L’économie marocaine est en expansion, mais les écarts régionaux se creusent.

La région sud de Dakhla-Oued Ed Dahab est en tête du pays avec un taux de croissance du PIB de 10,1%.

L’économie marocaine a connu une croissance de 3,7 % en 2023, mais cette croissance n’a pas été répartie uniformément entre les régions. 

Certaines régions ont connu de forts progrès, tandis que d’autres ont pris du retard, selon un nouveau rapport du Haut-Commissariat au Plan (HCP).

Le Produit Intérieur Brut (PIB) du pays a atteint 1,48 trillion de dirhams aux prix courants, montrant des signes de reprise malgré les défis mondiaux.

La région sud de Dakhla-Oued Ed Dahab a mené la croissance du pays avec 10,1 %, grâce à la pêche et au BTP. Elle est suivie par Fès-Meknès avec 8,9 %, tirée par l'agriculture et les services. Marrakech-Safi a également réalisé une bonne performance avec 6,3 %, stimulée par la relance du tourisme.
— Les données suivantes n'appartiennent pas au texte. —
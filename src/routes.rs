// src/routes.rs

use axum::{
    extract::DefaultBodyLimit,
    middleware as axum_middleware,
    routing::{get, patch, post},
    Json, Router,
};
use utoipa::OpenApi;

use crate::{config::AppState, docs::ApiDoc, handlers, middleware::auth::auth_guard};

// multipart framing on top of the file itself
const MULTIPART_OVERHEAD_BYTES: usize = 64 * 1024;

/// Full HTTP surface under `/api`. Shared by the binary and the tests.
pub fn router(app_state: AppState) -> Router {
    // Public
    let auth_routes = Router::new()
        .route("/login", post(handlers::auth::login))
        .route("/register", post(handlers::auth::register));

    // Everything below needs a valid token; role checks live in the handlers.
    let me_routes = Router::new().route("/me", get(handlers::auth::me));

    let employee_routes = Router::new()
        .route("/", get(handlers::employees::list_employees))
        .route("/{id}/status", patch(handlers::employees::update_employee_status));

    let product_routes = Router::new()
        .route(
            "/",
            get(handlers::products::list_products).post(handlers::products::create_product),
        )
        .route("/low-stock", get(handlers::products::low_stock))
        .route("/expired", get(handlers::products::expired_products))
        .route(
            "/upload",
            post(handlers::products::upload_image).layer(DefaultBodyLimit::max(
                app_state.config.max_upload_bytes + MULTIPART_OVERHEAD_BYTES,
            )),
        )
        .route(
            "/{id}",
            get(handlers::products::get_product)
                .put(handlers::products::update_product)
                .delete(handlers::products::delete_product),
        )
        .route("/{id}/price-history", get(handlers::products::price_history));

    let category_routes = Router::new()
        .route(
            "/",
            get(handlers::categories::list_categories).post(handlers::categories::create_category),
        )
        .route("/stats", get(handlers::categories::category_stats))
        .route(
            "/{id}",
            get(handlers::categories::get_category)
                .put(handlers::categories::update_category)
                .delete(handlers::categories::delete_category),
        )
        .route("/{id}/products", get(handlers::categories::category_products));

    let protected_routes = Router::new()
        .nest("/auth", me_routes)
        .nest("/employees", employee_routes)
        .nest("/products", product_routes)
        .nest("/categories", category_routes)
        .route_layer(axum_middleware::from_fn_with_state(
            app_state.clone(),
            auth_guard,
        ));

    let api = Router::new()
        .route("/health", get(|| async { "OK" }))
        .route("/openapi.json", get(|| async { Json(ApiDoc::openapi()) }))
        .nest("/auth", auth_routes)
        .merge(protected_routes);

    Router::new().nest("/api", api).with_state(app_state)
}
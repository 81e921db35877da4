// src/models/inventory.rs

use chrono::{DateTime, NaiveDate, Utc};
use rust_decimal::Decimal;
use serde::{Deserialize, Serialize};
use sqlx::FromRow;
use utoipa::{IntoParams, ToSchema};
use uuid::Uuid;
use validator::{Validate, ValidationError, ValidationErrors};

/// Status a product starts with when the caller does not send one.
pub const DEFAULT_PRODUCT_STATUS: &str = "tidak";

/// Status value that marks a product as expired regardless of its date.
pub const EXPIRED_PRODUCT_STATUS: &str = "kadaluarsa";

/// Threshold used by the low-stock view when none is given.
pub const DEFAULT_LOW_STOCK_THRESHOLD: i32 = 10;

/// Prices are stored as `NUMERIC(14, 2)`: at most 12 integer digits.
pub const PRICE_LIMIT: i64 = 1_000_000_000_000;

/// Decimal places a price may carry.
pub const PRICE_SCALE: u32 = 2;

// --- 1. Categories ---
#[derive(Debug, Clone, Serialize, Deserialize, FromRow, ToSchema)]
#[serde(rename_all = "camelCase")]
pub struct Category {
    pub id: Uuid,
    #[schema(example = "Minuman")]
    pub name: String,
    pub created_at: DateTime<Utc>,
    pub updated_at: DateTime<Utc>,
}

#[derive(Debug, Clone, Serialize, Deserialize, FromRow, ToSchema)]
#[serde(rename_all = "camelCase")]
pub struct CategoryStats {
    pub id: Uuid,
    pub name: String,
    pub product_count: i64,
    pub total_stock: i64,
    pub avg_price: Decimal,
    pub min_price: Decimal,
    pub max_price: Decimal,
}

// --- 2. Products ---
#[derive(Debug, Clone, Serialize, Deserialize, FromRow, ToSchema)]
#[serde(rename_all = "camelCase")]
pub struct Product {
    pub id: Uuid,
    pub name: String,
    pub category_id: Option<Uuid>, // orphans are tolerated on read
    pub qty: i32,
    pub supplier: String,
    pub price: Decimal,
    pub picture_url: Option<String>,
    pub status: String,
    pub exp_date: Option<NaiveDate>,
    pub created_by: Option<Uuid>,
    pub updated_by: Option<Uuid>,
    pub created_at: DateTime<Utc>,
    pub updated_at: DateTime<Utc>,
}

impl Product {
    pub fn is_expired(&self, today: NaiveDate) -> bool {
        self.status == EXPIRED_PRODUCT_STATUS || self.exp_date.is_some_and(|d| d <= today)
    }
}

/// Product joined with the names the back office screens show.
#[derive(Debug, Clone, Serialize, Deserialize, FromRow, ToSchema)]
#[serde(rename_all = "camelCase")]
pub struct ProductDetails {
    #[sqlx(flatten)]
    #[serde(flatten)]
    pub product: Product,
    pub category_name: Option<String>,
    pub created_by_name: Option<String>,
    pub updated_by_name: Option<String>,
}

/// Pre- and post-image of an update, used for asset lifecycle decisions.
#[derive(Debug, Clone)]
pub struct ProductUpdate {
    pub previous: Product,
    pub current: Product,
}

// --- 3. Price history (append-only) ---
#[derive(Debug, Clone, Serialize, Deserialize, FromRow, ToSchema)]
#[serde(rename_all = "camelCase")]
pub struct PriceHistory {
    pub id: Uuid,
    pub product_id: Uuid,
    pub old_price: Decimal,
    pub new_price: Decimal,
    pub changed_by: Option<Uuid>,
    pub changed_by_name: Option<String>,
    pub changed_at: DateTime<Utc>,
}

// ---
// Validated input shared by create and update
// ---
#[derive(Debug, Clone, PartialEq)]
pub struct ProductInput {
    pub name: String,
    pub category_id: Option<Uuid>,
    pub qty: i32,
    pub supplier: String,
    pub price: Decimal,
    pub picture_url: Option<String>,
    pub status: String,
    pub exp_date: Option<NaiveDate>,
}

// ---
// Payloads
// ---

#[derive(Debug, Deserialize, Validate, ToSchema)]
#[serde(rename_all = "camelCase")]
pub struct ProductPayload {
    #[validate(
        required(message = "product.name_required"),
        length(min = 1, message = "product.name_required")
    )]
    #[schema(example = "Teh Botol")]
    pub name: Option<String>,

    pub category_id: Option<Uuid>,

    #[validate(required(message = "field.required"))]
    #[schema(example = 24)]
    pub qty: Option<i32>,

    #[validate(
        required(message = "product.supplier_required"),
        length(min = 1, message = "product.supplier_required")
    )]
    pub supplier: Option<String>,

    #[validate(required(message = "field.required"))]
    #[schema(value_type = Option<f64>, example = 5000)]
    pub price: Option<Decimal>,

    pub picture_url: Option<String>,
    pub status: Option<String>,
    pub exp_date: Option<NaiveDate>,
}

impl ProductPayload {
    /// Runs the derive rules, then the checks that need trimmed text and
    /// the storable price range, and yields the input.
    pub fn into_input(self) -> Result<ProductInput, ValidationErrors> {
        self.validate()?;

        let name = self.name.map(|n| n.trim().to_string()).filter(|n| !n.is_empty());
        let supplier = self.supplier.map(|s| s.trim().to_string()).filter(|s| !s.is_empty());

        let mut errors = ValidationErrors::new();
        if name.is_none() {
            errors.add("name", field_error("length", "product.name_required"));
        }
        if supplier.is_none() {
            errors.add("supplier", field_error("length", "product.supplier_required"));
        }
        if self.qty.is_some_and(|q| q < 0) {
            errors.add("qty", not_negative());
        }
        if let Some(price) = self.price {
            if price.is_sign_negative() {
                errors.add("price", not_negative());
            } else if price >= Decimal::from(PRICE_LIMIT) {
                errors.add("price", field_error("range", "product.price_too_large"));
            } else if price.normalize().scale() > PRICE_SCALE {
                errors.add("price", field_error("scale", "product.price_scale"));
            }
        }

        let (Some(name), Some(qty), Some(supplier), Some(price)) = (name, self.qty, supplier, self.price)
        else {
            return Err(errors);
        };
        if !errors.is_empty() {
            return Err(errors);
        }

        Ok(ProductInput {
            name,
            category_id: self.category_id,
            qty,
            supplier,
            price,
            picture_url: self.picture_url.filter(|p| !p.trim().is_empty()),
            status: self
                .status
                .filter(|s| !s.trim().is_empty())
                .unwrap_or_else(|| DEFAULT_PRODUCT_STATUS.to_string()),
            exp_date: self.exp_date,
        })
    }
}

fn field_error(code: &'static str, message: &'static str) -> ValidationError {
    let mut err = ValidationError::new(code);
    err.message = Some(message.into());
    err
}

fn not_negative() -> ValidationError {
    let mut err = ValidationError::new("range");
    err.add_param("min".into(), &0);
    err.message = Some("field.not_negative".into());
    err
}

#[derive(Debug, Deserialize, Validate, ToSchema)]
#[serde(rename_all = "camelCase")]
pub struct CategoryPayload {
    #[validate(
        required(message = "category.name_required"),
        length(min = 1, message = "category.name_required")
    )]
    #[serde(alias = "categoryName", alias = "category_name")]
    #[schema(example = "Makanan Ringan")]
    pub name: Option<String>,
}

#[derive(Debug, Deserialize, IntoParams)]
#[serde(rename_all = "camelCase")]
pub struct ProductListQuery {
    pub category_id: Option<Uuid>,
}

#[derive(Debug, Deserialize, IntoParams)]
pub struct LowStockQuery {
    pub threshold: Option<i32>,
}

#[derive(Debug, Serialize, ToSchema)]
#[serde(rename_all = "camelCase")]
pub struct UploadedAsset {
    pub file_name: String,
    #[schema(example = "/uploads/teh_botol-1760000000000-3f2a.png")]
    pub file_url: String,
}

/// Shape of the multipart upload, for the API document only.
#[derive(ToSchema)]
#[allow(dead_code)]
pub struct ImageUploadForm {
    #[schema(value_type = String, format = Binary)]
    pub image: Vec<u8>,
}

#[cfg(test)]
mod tests {
    use super::*;

    fn payload() -> ProductPayload {
        ProductPayload {
            name: Some("  Teh Botol ".into()),
            category_id: None,
            qty: Some(3),
            supplier: Some("Sosro".into()),
            price: Some(Decimal::from(5000)),
            picture_url: Some("".into()),
            status: None,
            exp_date: None,
        }
    }

    #[test]
    fn into_input_applies_defaults_and_trims() {
        let input = payload().into_input().unwrap();
        assert_eq!(input.name, "Teh Botol");
        assert_eq!(input.status, DEFAULT_PRODUCT_STATUS);
        assert_eq!(input.picture_url, None);
    }

    #[test]
    fn into_input_rejects_missing_and_negative_fields() {
        let mut p = payload();
        p.name = None;
        let errs = p.into_input().unwrap_err();
        assert!(errs.field_errors().contains_key("name"));

        let mut p = payload();
        p.price = Some(Decimal::from(-1));
        p.qty = Some(-5);
        let errs = p.into_input().unwrap_err();
        let fields = errs.field_errors();
        assert!(fields.contains_key("price"));
        assert!(fields.contains_key("qty"));
    }

    #[test]
    fn whitespace_only_text_is_missing() {
        let mut p = payload();
        p.name = Some("   ".into());
        p.supplier = Some(" \t ".into());
        let errs = p.into_input().unwrap_err();
        let fields = errs.field_errors();
        assert!(fields.contains_key("name"));
        assert!(fields.contains_key("supplier"));
    }

    #[test]
    fn price_must_fit_the_stored_precision() {
        let mut p = payload();
        p.price = Some(Decimal::from(PRICE_LIMIT));
        assert!(p.into_input().unwrap_err().field_errors().contains_key("price"));

        let mut p = payload();
        p.price = Some(Decimal::new(100_005, 3)); // 100.005
        assert!(p.into_input().unwrap_err().field_errors().contains_key("price"));

        let mut p = payload();
        p.price = Some(Decimal::new(100_500, 3)); // 100.500
        assert_eq!(p.into_input().unwrap().price, Decimal::new(10_050, 2));

        let mut p = payload();
        p.price = Some(Decimal::from(PRICE_LIMIT - 1));
        assert!(p.into_input().is_ok());
    }

    #[test]
    fn expired_by_date_or_status() {
        let today = NaiveDate::from_ymd_opt(2026, 10, 19).unwrap();
        let input = payload().into_input().unwrap();
        let mut product = Product {
            id: Uuid::new_v4(),
            name: input.name,
            category_id: None,
            qty: input.qty,
            supplier: input.supplier,
            price: input.price,
            picture_url: None,
            status: input.status,
            exp_date: None,
            created_by: None,
            updated_by: None,
            created_at: Utc::now(),
            updated_at: Utc::now(),
        };
        assert!(!product.is_expired(today));

        product.exp_date = Some(today);
        assert!(product.is_expired(today));

        product.exp_date = today.succ_opt();
        assert!(!product.is_expired(today));

        product.status = EXPIRED_PRODUCT_STATUS.into();
        assert!(product.is_expired(today));
    }
}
Parallèlement, deux régions ont connu une croissance négative : Beni Mellal-Khénifra s'est contractée de 1,3% et la région de l'Est de 1%, toutes deux affectées par une baisse de la production agricole.

Le rapport montre également que la majeure partie de la richesse du Maroc est concentrés dans quelques régions.

« En 2023, la répartition de la richesse nationale a continué de montrer une concentration significative dans certaines régions. Aux prix courants, la contribution des régions au produit intérieur brut (PIB) national met en évidence le rôle crucial de quelques pôles économiques », note le rapport.

À elle seule, Casablanca-Settat génère près d'un tiers du PIB national. Avec Rabat-Salé-Kénitra et Tanger-Tétouan-Al Hoceima, ces trois régions génèrent près de 60 % de la production économique totale du Maroc.

Le HCP a noté que certaines régions ne jouaient qu'un rôle mineur dans la création de richesse nationale. Draa-Tafilalet et les trois régions du sud de Guelmim-Oued Noun, Laâyoune-Saguia al Hamra et Dakhla-Oued Ed Dahab ne contribuaient ensemble qu'à 7,6 % du PIB du Maroc. Draa-Tafilalet représentait 2,8 %, tandis que les trois régions du sud représentaient 4,8 %.

Parallèlement, les écarts entre la consommation des ménages et le revenu par habitant se sont creusés. Par exemple, le PIB par habitant à Dakhla-Oued-Ed-Dahab a dépassé 89.000 25.000 dirhams, soit plus de trois fois celui de Draa-Tafilalet, qui n'en comptait que XNUMX XNUMX.